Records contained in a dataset

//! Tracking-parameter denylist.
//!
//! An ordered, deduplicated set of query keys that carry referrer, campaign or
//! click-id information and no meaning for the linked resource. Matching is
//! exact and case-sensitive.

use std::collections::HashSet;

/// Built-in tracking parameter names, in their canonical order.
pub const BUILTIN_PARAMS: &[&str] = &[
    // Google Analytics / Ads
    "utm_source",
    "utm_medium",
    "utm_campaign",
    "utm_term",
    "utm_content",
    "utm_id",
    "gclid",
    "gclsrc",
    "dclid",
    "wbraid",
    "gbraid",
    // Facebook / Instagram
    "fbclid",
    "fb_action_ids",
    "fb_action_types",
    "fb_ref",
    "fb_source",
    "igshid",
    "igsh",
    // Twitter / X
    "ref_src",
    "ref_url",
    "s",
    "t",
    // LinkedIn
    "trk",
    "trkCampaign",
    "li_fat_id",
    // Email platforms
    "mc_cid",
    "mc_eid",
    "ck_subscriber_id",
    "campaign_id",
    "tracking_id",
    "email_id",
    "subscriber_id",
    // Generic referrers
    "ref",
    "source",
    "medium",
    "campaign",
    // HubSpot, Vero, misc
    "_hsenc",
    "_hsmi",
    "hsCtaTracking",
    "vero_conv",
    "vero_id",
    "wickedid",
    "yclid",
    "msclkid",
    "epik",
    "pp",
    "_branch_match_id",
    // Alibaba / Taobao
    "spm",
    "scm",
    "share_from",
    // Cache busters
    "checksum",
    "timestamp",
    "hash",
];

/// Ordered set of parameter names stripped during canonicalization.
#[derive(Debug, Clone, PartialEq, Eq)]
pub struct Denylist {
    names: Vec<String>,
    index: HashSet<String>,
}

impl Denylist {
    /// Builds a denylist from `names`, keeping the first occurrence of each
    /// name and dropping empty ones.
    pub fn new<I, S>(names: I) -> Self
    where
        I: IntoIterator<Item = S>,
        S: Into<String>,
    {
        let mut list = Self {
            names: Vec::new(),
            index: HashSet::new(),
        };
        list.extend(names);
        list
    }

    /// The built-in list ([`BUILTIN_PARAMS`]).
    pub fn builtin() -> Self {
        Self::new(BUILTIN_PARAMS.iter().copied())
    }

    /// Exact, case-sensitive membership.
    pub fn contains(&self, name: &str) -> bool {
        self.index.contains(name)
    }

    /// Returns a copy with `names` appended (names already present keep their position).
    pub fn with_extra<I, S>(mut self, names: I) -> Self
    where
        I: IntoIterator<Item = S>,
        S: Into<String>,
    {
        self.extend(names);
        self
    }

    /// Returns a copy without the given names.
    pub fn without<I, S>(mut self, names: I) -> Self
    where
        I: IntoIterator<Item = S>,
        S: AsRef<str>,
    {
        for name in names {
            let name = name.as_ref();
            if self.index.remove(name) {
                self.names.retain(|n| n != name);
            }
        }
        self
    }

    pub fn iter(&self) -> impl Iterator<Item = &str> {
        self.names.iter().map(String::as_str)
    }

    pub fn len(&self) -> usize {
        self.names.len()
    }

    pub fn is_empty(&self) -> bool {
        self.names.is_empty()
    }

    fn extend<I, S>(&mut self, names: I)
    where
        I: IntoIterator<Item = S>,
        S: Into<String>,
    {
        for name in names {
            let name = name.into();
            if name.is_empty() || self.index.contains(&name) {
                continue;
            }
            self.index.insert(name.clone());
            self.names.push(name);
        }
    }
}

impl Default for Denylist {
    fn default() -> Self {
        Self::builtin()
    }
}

▸ Your instructions: The lines to copy are those above that contain "parameter".

▸ Expected output:
//! Tracking-parameter denylist.
/// Built-in tracking parameter names, in their canonical order.
/// Ordered set of parameter names stripped during canonicalization.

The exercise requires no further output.